Without fanfare, the father of four was flown to Karachi, Pakistan. A one-time businessman, formerly suspected of aiding al-Qaeda, Saifullah was finally home. He had been dreaming of release for years, writing in 2005, “I am an old man of 58+ years, My Cardiac, Diaretic, Blood Pressures, Skin Disorder, Urinating Difficulties & Ulser, I am on constant medication, but my biggest disease is I am home sick.”
It was the final piece of a story that involved both Saifullah and his son Uzair (for the sake of clarity, this article will refer to the Parachas by their first names), a story of parallel systems for assessing guilt and innocence: one in the federal courts, honoring tradition and the law, and one in Guantanamo, creating its own framework anew, outside accepted norms and laws. This story of father and son shared an ending. Both men ended up heading home, released from U.S. captivity and prison, neither ultimately convicted.
Until the opening of Guantanamo in January 2002, individuals charged with international terrorism-related crimes had been prosecuted regularly in U.S. federal courts. In the decade leading up to the attacks of Sept. 11, 2001, several noteworthy international terrorism suspects were convicted on charges related to the bombing of U.S. property and the killing of U.S. persons, among them those convicted in the 1993 bombing of the World Trade Center.
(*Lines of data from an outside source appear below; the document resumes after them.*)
//! Primary maintenance window: countdown, progress bar, details and retry

use rand::rngs::StdRng;

use super::{ContentAction, ContentEvent, PanelContent};
use crate::maintenance::{Countdown, ProgressSimulator, ProgressSnapshot, Remaining, Step};
use crate::window::WindowKind;

const COUNTDOWN_INTERVAL_MS: f64 = 1000.0;
const RETRY_DELAY_MS: f64 = 2000.0;

const DETAILS_TITLE: &str = "Detalhes da Manutenção";
const DETAILS_MESSAGE: &str = "O website está atualmente em manutenção programada para melhorar o \
desempenho e a segurança. Talvez acabe o website ou faça uma nova versão. Pedimos desculpa por \
qualquer inconveniente causado.";
const RETRY_TITLE: &str = "Tentativa de Conexão";
const RETRY_MESSAGE: &str = "A tentar reconectar ao servidor...\n\nServidor ainda em manutenção. \
Por favor, tente novamente mais tarde.";

#[derive(Debug)]
pub struct PrimaryPanel {
    countdown: Countdown,
    progress: ProgressSimulator<StdRng>,
    interval_ms: f64,
    /// Bumped on every retry; stale ticks from an earlier run are dropped
    run: u32,
    retrying: bool,
    closed: bool,
}

impl PrimaryPanel {
    pub fn new(countdown: Countdown, progress: ProgressSimulator<StdRng>, interval_ms: f64) -> Self {
        Self {
            countdown,
            progress,
            interval_ms,
            run: 0,
            retrying: false,
            closed: false,
        }
    }

    pub fn percent(&self) -> f32 {
        self.progress.percent()
    }

    pub fn remaining(&self, now_ms: f64) -> Remaining {
        self.countdown.remaining(now_ms)
    }

    fn render_countdown(&self, now_ms: f64) -> Vec<ContentAction> {
        let remaining = self.countdown.remaining(now_ms);
        let mut actions = vec![ContentAction::RenderCountdown {
            text: remaining.to_string(),
        }];
        if remaining != Remaining::Finished {
            actions.push(ContentAction::Schedule {
                delay_ms: COUNTDOWN_INTERVAL_MS,
                event: ContentEvent::CountdownTick,
            });
        }
        actions
    }

    fn render_progress(snapshot: ProgressSnapshot) -> ContentAction {
        ContentAction::RenderProgress {
            percent: snapshot.percent,
            label: snapshot.percent_label(),
            remaining: snapshot.remaining_label(),
            speed: snapshot.speed_label(),
        }
    }

    fn next_tick(&self) -> ContentAction {
        ContentAction::Schedule {
            delay_ms: self.interval_ms,
            event: ContentEvent::ProgressTick { run: self.run },
        }
    }

    fn on_tick(&mut self) -> Vec<ContentAction> {
        match self.progress.step() {
            Step::Advanced => vec![Self::render_progress(self.progress.snapshot()), self.next_tick()],
            Step::Stalled { duration_ms } => vec![ContentAction::Schedule {
                delay_ms: duration_ms,
                event: ContentEvent::ProgressResume { run: self.run },
            }],
            Step::Idle => Vec::new(),
        }
    }

    fn on_retry(&mut self) -> Vec<ContentAction> {
        if self.retrying {
            return Vec::new();
        }
        self.retrying = true;
        self.run = self.run.wrapping_add(1);
        vec![
            ContentAction::RenderProgress {
                percent: 0.0,
                label: "0% completo".to_string(),
                remaining: String::new(),
                speed: String::new(),
            },
            ContentAction::ShowDialog {
                title: RETRY_TITLE.to_string(),
                message: RETRY_MESSAGE.to_string(),
            },
            ContentAction::Schedule {
                delay_ms: RETRY_DELAY_MS,
                event: ContentEvent::RestartProgress,
            },
        ]
    }
}

impl PanelContent for PrimaryPanel {
    fn kind(&self) -> WindowKind {
        WindowKind::Primary
    }

    fn attach(&mut self, _container_id: &str, now_ms: f64) -> Vec<ContentAction> {
        let mut actions = self.render_countdown(now_ms);
        actions.push(Self::render_progress(self.progress.snapshot()));
        actions.push(self.next_tick());
        actions
    }

    fn handle(&mut self, event: ContentEvent, now_ms: f64) -> Vec<ContentAction> {
        if self.closed {
            return Vec::new();
        }
        match event {
            ContentEvent::CountdownTick => self.render_countdown(now_ms),
            ContentEvent::ProgressTick { run } if run == self.run && !self.retrying => self.on_tick(),
            ContentEvent::ProgressResume { run } if run == self.run && !self.retrying => {
                self.progress.resume();
                vec![self.next_tick()]
            }
            ContentEvent::ShowDetails => vec![ContentAction::ShowDialog {
                title: DETAILS_TITLE.to_string(),
                message: DETAILS_MESSAGE.to_string(),
            }],
            ContentEvent::Retry => self.on_retry(),
            ContentEvent::RestartProgress if self.retrying => {
                self.retrying = false;
                self.progress.reset();
                vec![Self::render_progress(self.progress.snapshot()), self.next_tick()]
            }
            _ => Vec::new(),
        }
    }

    fn teardown(&mut self) -> Vec<ContentAction> {
        self.closed = true;
        Vec::new()
    }

    fn status(&self) -> Option<&str> {
        None
    }
}

#[cfg(test)]
mod tests {
    use super::*;
    use rand::SeedableRng;

    const TARGET_MS: i64 = 1_755_216_000_000;

    fn panel() -> PrimaryPanel {
        let progress = ProgressSimulator::new(StdRng::seed_from_u64(5), 15.0, 45.0);
        PrimaryPanel::new(Countdown::new(TARGET_MS), progress, 800.0)
    }

    fn scheduled(actions: &[ContentAction]) -> Vec<ContentEvent> {
        actions
            .iter()
            .filter_map(|a| match a {
                ContentAction::Schedule { event, .. } => Some(event.clone()),
                _ => None,
            })
            .collect()
    }

    #[test]
    fn test_attach_starts_both_loops() {
        let mut p = panel();
        let actions = p.attach("c", (TARGET_MS - 90_000) as f64);
        let events = scheduled(&actions);
        assert!(events.contains(&ContentEvent::CountdownTick));
        assert!(events.contains(&ContentEvent::ProgressTick { run: 0 }));
        assert!(actions
            .iter()
            .any(|a| matches!(a, ContentAction::RenderCountdown { text } if text == "Tempo restante: 0d 0h 1m 30s")));
    }

    #[test]
    fn test_countdown_stops_when_finished() {
        let mut p = panel();
        let actions = p.handle(ContentEvent::CountdownTick, TARGET_MS as f64);
        assert!(scheduled(&actions).is_empty());
    }

    #[test]
    fn test_tick_chain_continues() {
        let mut p = panel();
        p.attach("c", 0.0);
        for _ in 0..50 {
            let actions = p.handle(ContentEvent::ProgressTick { run: 0 }, 0.0);
            let events = scheduled(&actions);
            assert_eq!(events.len(), 1);
            if let ContentEvent::ProgressResume { run } = events[0] {
                let resumed = p.handle(ContentEvent::ProgressResume { run }, 0.0);
                assert_eq!(scheduled(&resumed), vec![ContentEvent::ProgressTick { run: 0 }]);
            }
        }
    }

    #[test]
    fn test_retry_drops_stale_ticks() {
        let mut p = panel();
        p.attach("c", 0.0);
        let actions = p.handle(ContentEvent::Retry, 0.0);
        assert!(actions.iter().any(|a| matches!(a, ContentAction::ShowDialog { title, .. } if title == RETRY_TITLE)));
        assert!(p.handle(ContentEvent::Retry, 0.0).is_empty());

        // The pre-retry chain dies out
        assert!(p.handle(ContentEvent::ProgressTick { run: 0 }, 800.0).is_empty());

        let actions = p.handle(ContentEvent::RestartProgress, 2000.0);
        assert!(p.percent() < 20.0);
        assert_eq!(scheduled(&actions), vec![ContentEvent::ProgressTick { run: 1 }]);
        assert!(p.handle(ContentEvent::ProgressTick { run: 0 }, 2800.0).is_empty());
    }

    #[test]
    fn test_details_dialog() {
        let mut p = panel();
        let actions = p.handle(ContentEvent::ShowDetails, 0.0);
        assert!(matches!(&actions[..], [ContentAction::ShowDialog { title, .. }] if title == DETAILS_TITLE));
    }
}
The military commissions at Guantanamo were created to sidestep protections and regulations fundamental to the federal system. Evidentiary standards, rules of hearsay, and defense teams’ access to evidence were relaxed. One example is the use of evidence obtained through torture, a practice prohibited by federal and international law, as well as U.S. policy.
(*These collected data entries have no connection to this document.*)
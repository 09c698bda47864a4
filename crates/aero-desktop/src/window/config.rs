//! Window configuration for creation

use crate::math::{Rect, Size};
use super::WindowKind;

/// Configuration for opening a window
#[derive(Clone, Debug)]
pub struct WindowConfig {
    /// Window kind
    pub kind: WindowKind,
    /// Title bar text
    pub title: String,
    /// Explicit geometry (None = centered in the viewport)
    pub geometry: Option<Rect>,
    /// Size used when centering
    pub size: Size,
    /// Resize floor (None = chrome default)
    pub min_size: Option<Size>,
}

impl WindowConfig {
    /// Defaults for a kind: its title and size, centered
    pub fn for_kind(kind: WindowKind) -> Self {
        Self {
            kind,
            title: kind.default_title().to_string(),
            geometry: None,
            size: kind.default_size(),
            min_size: None,
        }
    }

    /// Place the window at an explicit rectangle
    pub fn at(mut self, geometry: Rect) -> Self {
        self.geometry = Some(geometry);
        self
    }

    /// Override the title
    pub fn titled(mut self, title: impl Into<String>) -> Self {
        self.title = title.into();
        self
    }
}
As a result, since the creation of the military commissions, there have been two parallel systems for trying terrorism suspects in U.S. custody—one that abided by long-standing law and custom and one based on the premise that those standards could, and needed to be, pushed aside. Yet, as the cases of Saifullah and Uzair Paracha illustrate vividly, these two systems were never as separate as originally intended.
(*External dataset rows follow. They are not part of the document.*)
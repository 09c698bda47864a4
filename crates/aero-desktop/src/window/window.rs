//! Window instance, kind and lifecycle state

use serde::{Deserialize, Serialize};
use crate::content::PanelContent;
use crate::math::{Rect, Size, Vec2, CHROME_STYLE};
use super::WindowId;

/// Window lifecycle state
#[derive(Clone, Copy, Debug, Default, PartialEq, Eq, Serialize, Deserialize)]
#[serde(rename_all = "lowercase")]
pub enum WindowState {
    #[default]
    Normal,
    /// Hidden for a short flash, then reverts on its own
    Minimized,
    Maximized,
    /// Teardown in progress
    Closing,
    Closed,
}

impl WindowState {
    /// Any state that has not started closing
    #[inline]
    pub fn is_live(self) -> bool {
        matches!(self, WindowState::Normal | WindowState::Minimized | WindowState::Maximized)
    }

    /// States in which the element is laid out with real geometry
    #[inline]
    pub fn has_geometry(self) -> bool {
        matches!(self, WindowState::Normal | WindowState::Maximized)
    }
}

/// Window kind - decides resizability and singleton behavior
#[derive(Clone, Copy, Debug, PartialEq, Eq, Hash, PartialOrd, Ord, Serialize, Deserialize)]
#[serde(rename_all = "camelCase")]
pub enum WindowKind {
    /// Live radio player
    Radio,
    /// Live dance video stream
    Video,
    /// News feed reader
    Rss,
    /// Contact form
    ContactForm,
    /// Generic message dialog
    Dialog,
    /// The maintenance window itself
    Primary,
}

impl WindowKind {
    /// Fixed-size panels cannot be resized, minimized or maximized
    #[inline]
    pub fn is_resizable(self) -> bool {
        matches!(self, WindowKind::Dialog | WindowKind::Primary)
    }

    /// Kinds limited to one live instance
    #[inline]
    pub fn is_singleton(self) -> bool {
        !matches!(self, WindowKind::Dialog)
    }

    /// Kinds that open maximized on narrow viewports
    #[inline]
    pub fn maximizes_on_mobile(self) -> bool {
        matches!(
            self,
            WindowKind::Radio | WindowKind::Video | WindowKind::Rss | WindowKind::ContactForm
        )
    }

    /// Pressing minimize on a minimized window restores it
    #[inline]
    pub fn minimize_toggles(self) -> bool {
        matches!(self, WindowKind::Primary)
    }

    /// CSS class of the window element
    pub fn css_class(self) -> &'static str {
        match self {
            WindowKind::Radio => "radio-player-window",
            WindowKind::Video => "edm-player-window",
            WindowKind::Rss => "rss-feed-window",
            WindowKind::ContactForm => "email-form-window",
            WindowKind::Dialog => "dialog",
            WindowKind::Primary => "maintenance-window",
        }
    }

    /// Default title bar text
    pub fn default_title(self) -> &'static str {
        match self {
            WindowKind::Radio => "Antena 3 - Rádio",
            WindowKind::Video => "Dance Television",
            WindowKind::Rss => "Notícias ao Minuto",
            WindowKind::ContactForm => "Contacto",
            WindowKind::Dialog => "Aviso",
            WindowKind::Primary => "Manutenção do Sistema",
        }
    }

    /// Size a window of this kind opens at
    pub fn default_size(self) -> Size {
        match self {
            WindowKind::Radio => Size::new(420.0, 520.0),
            WindowKind::Video => Size::new(900.0, 720.0),
            WindowKind::Rss => Size::new(800.0, 700.0),
            WindowKind::ContactForm => Size::new(520.0, 640.0),
            WindowKind::Dialog => Size::new(400.0, 200.0),
            WindowKind::Primary => Size::new(600.0, 420.0),
        }
    }
}

/// Geometry saved on entering Maximized
#[derive(Clone, Copy, Debug, PartialEq)]
pub(crate) struct RestoreSnapshot {
    pub rect: Rect,
    pub centered: bool,
}

/// A floating panel on the simulated desktop
#[derive(Debug)]
pub struct WindowInstance {
    /// Unique identifier
    pub id: WindowId,
    /// Window kind
    pub kind: WindowKind,
    /// Title bar text
    pub title: String,
    /// Current lifecycle state
    pub state: WindowState,
    /// Geometry in viewport pixels
    pub geometry: Rect,
    /// Still carries the initial `translate(-50%, -50%)` centering
    pub centered: bool,
    /// Stacking order (higher = on top)
    pub z_order: u32,
    /// Resize floor
    pub min_size: Size,
    pub(crate) restore: Option<RestoreSnapshot>,
    pub(crate) prev_state: Option<WindowState>,
    pub(crate) handles_installed: bool,
    /// Maximized by the narrow-viewport rule and kept that way
    pub(crate) pinned_maximized: bool,
    pub(crate) content: Option<Box<dyn PanelContent>>,
}

impl WindowInstance {
    /// Create a window in the Normal state
    pub fn new(id: WindowId, kind: WindowKind, title: impl Into<String>, geometry: Rect) -> Self {
        Self {
            id,
            kind,
            title: title.into(),
            state: WindowState::Normal,
            geometry,
            centered: true,
            z_order: 0,
            min_size: CHROME_STYLE.min_size,
            restore: None,
            prev_state: None,
            handles_installed: false,
            pinned_maximized: false,
            content: None,
        }
    }

    /// Attach the panel content
    pub fn with_content(mut self, content: Box<dyn PanelContent>) -> Self {
        self.content = Some(content);
        self
    }

    /// Whether this window accepts resize gestures
    #[inline]
    pub fn resizable(&self) -> bool {
        self.kind.is_resizable()
    }

    /// Whether the window is open
    #[inline]
    pub fn is_live(&self) -> bool {
        self.state.is_live()
    }

    /// Whether the 8 resize affordances currently exist
    #[inline]
    pub fn handles_installed(&self) -> bool {
        self.handles_installed
    }

    /// Geometry captured at the moment of maximizing
    pub fn restore_rect(&self) -> Option<Rect> {
        self.restore.map(|s| s.rect)
    }

    /// Top-left corner
    #[inline]
    pub fn position(&self) -> Vec2 {
        self.geometry.position()
    }

    /// Title bar rectangle
    pub fn title_bar_rect(&self) -> Rect {
        Rect::new(
            self.geometry.x,
            self.geometry.y,
            self.geometry.width,
            CHROME_STYLE.title_bar_height,
        )
    }

    /// DOM id of the window body that content attaches to
    pub fn body_element_id(&self) -> String {
        format!("aero-window-{}-body", self.id)
    }

    /// Panel content, if any
    pub fn content(&self) -> Option<&dyn PanelContent> {
        self.content.as_deref()
    }

    /// Mutable panel content, if any
    pub fn content_mut(&mut self) -> Option<&mut (dyn PanelContent + 'static)> {
        self.content.as_deref_mut()
    }
}

#[cfg(test)]
mod tests {
    use super::*;

    fn create_test_window(kind: WindowKind) -> WindowInstance {
        WindowInstance::new(1, kind, "Test", Rect::new(100.0, 100.0, 600.0, 400.0))
    }

    #[test]
    fn test_resizable_kinds() {
        assert!(WindowKind::Dialog.is_resizable());
        assert!(WindowKind::Primary.is_resizable());
        assert!(!WindowKind::Radio.is_resizable());
        assert!(!WindowKind::Video.is_resizable());
        assert!(!WindowKind::Rss.is_resizable());
        assert!(!WindowKind::ContactForm.is_resizable());
    }

    #[test]
    fn test_singleton_kinds() {
        assert!(WindowKind::Radio.is_singleton());
        assert!(WindowKind::Video.is_singleton());
        assert!(!WindowKind::Dialog.is_singleton());
    }

    #[test]
    fn test_new_window_defaults() {
        let w = create_test_window(WindowKind::Dialog);
        assert_eq!(w.state, WindowState::Normal);
        assert!(w.centered);
        assert!(!w.handles_installed());
        assert!(w.restore_rect().is_none());
        assert_eq!(w.min_size, CHROME_STYLE.min_size);
    }

    #[test]
    fn test_title_bar_rect() {
        let w = create_test_window(WindowKind::Dialog);
        let r = w.title_bar_rect();
        assert!((r.width - 600.0).abs() < 0.001);
        assert!((r.height - CHROME_STYLE.title_bar_height).abs() < 0.001);
    }

    #[test]
    fn test_live_states() {
        assert!(WindowState::Normal.is_live());
        assert!(WindowState::Minimized.is_live());
        assert!(!WindowState::Closing.is_live());
        assert!(!WindowState::Closed.is_live());
        assert!(!WindowState::Minimized.has_geometry());
    }

    #[test]
    fn test_body_element_id() {
        let w = create_test_window(WindowKind::Rss);
        assert_eq!(w.body_element_id(), "aero-window-1-body");
    }
}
As Guantanamo inches toward closure, the Parachas’ stories tell us much about the contradictions of U.S. policy during the global war on terror, contradictions that became ever clearer as the two systems found themselves inextricably entwined.
Saifullah’s story is in some ways typical of many of the 736 individuals released from Guantanamo as of the end of 2022. The prison was authorized by a November 2001 military order. It opened in January 2002, intended to be beyond the reach of U.S, international, and military law. In contrast to the long-standing tradition of using federal courts to try terrorism suspects, Guantanamo’s mandate was to detain for eventual trial by military commissions terrorism suspects apprehended in the war on terror. As there was no military commissions system in place at the time, the efforts for this new system have stumbled along since the beginning, even after the passage in 2006 of the Military Commissions Act and its successor, the 2009 Military Commissions Act. Creating policy and procedures in real time, continually striving to create new norms, the commissions have prosecuted only nine prisoners, convicting all of them, although four of those convictions have been overturned in part or in whole, while two others remain on appeal. Originally on the list of those referred for prosecution in the commissions, Saifullah was eventually removed from that list and, like the vast majority of detainees, was left to seek release through either review boards at Gitmo or habeas corpus petitions filed in federal court.
In other ways, Saifullah’s story is unique, starting with the fact that during the years he waited for release from Gitmo, his son Uzair was serving a 30-year sentence—initially in Colorado’s ADX Florence prison and later in Terre Haute, Indiana, having been convicted on five counts of terrorism-related crimes. Uzair, like his father, is now back in Pakistan, after he was granted a new trial and the charges against him were ultimately dismissed.
From start to finish, the case of the father and that of the son are intertwined—and so are the separate systems in which they were held. Their story undercuts the notion that Guantanamo was or ever could be a legal system separate and apart from the laws and the institutions designed to protect those laws—the U.S. federal courts.
Both stories begin with the activities of the father. In a January 2020 ruling denying Saifullah’s habeas petition, D.C. District Court Judge Paul Friedman called the elder Paracha “No ordinary Pakistani.” Friedman continued, “In his education, his cosmopolitan world-view, his consumption of western news media, his political connections and his resources, Mr. Paracha was unusual.” He had come to the United States in 1974 on a student visa, had graduated from the New York Institute of Technology, held a permanent resident visa, and traveled frequently between Pakistan and the United States. Saifullah owned several businesses, buying one—a travel agency—as early as 1974 during his time as a student—and eventually owning others, including a media company, an import-export business for garments and other merchandise that catered to giant retail companies such as Walmart and K-Mart, and a real estate business.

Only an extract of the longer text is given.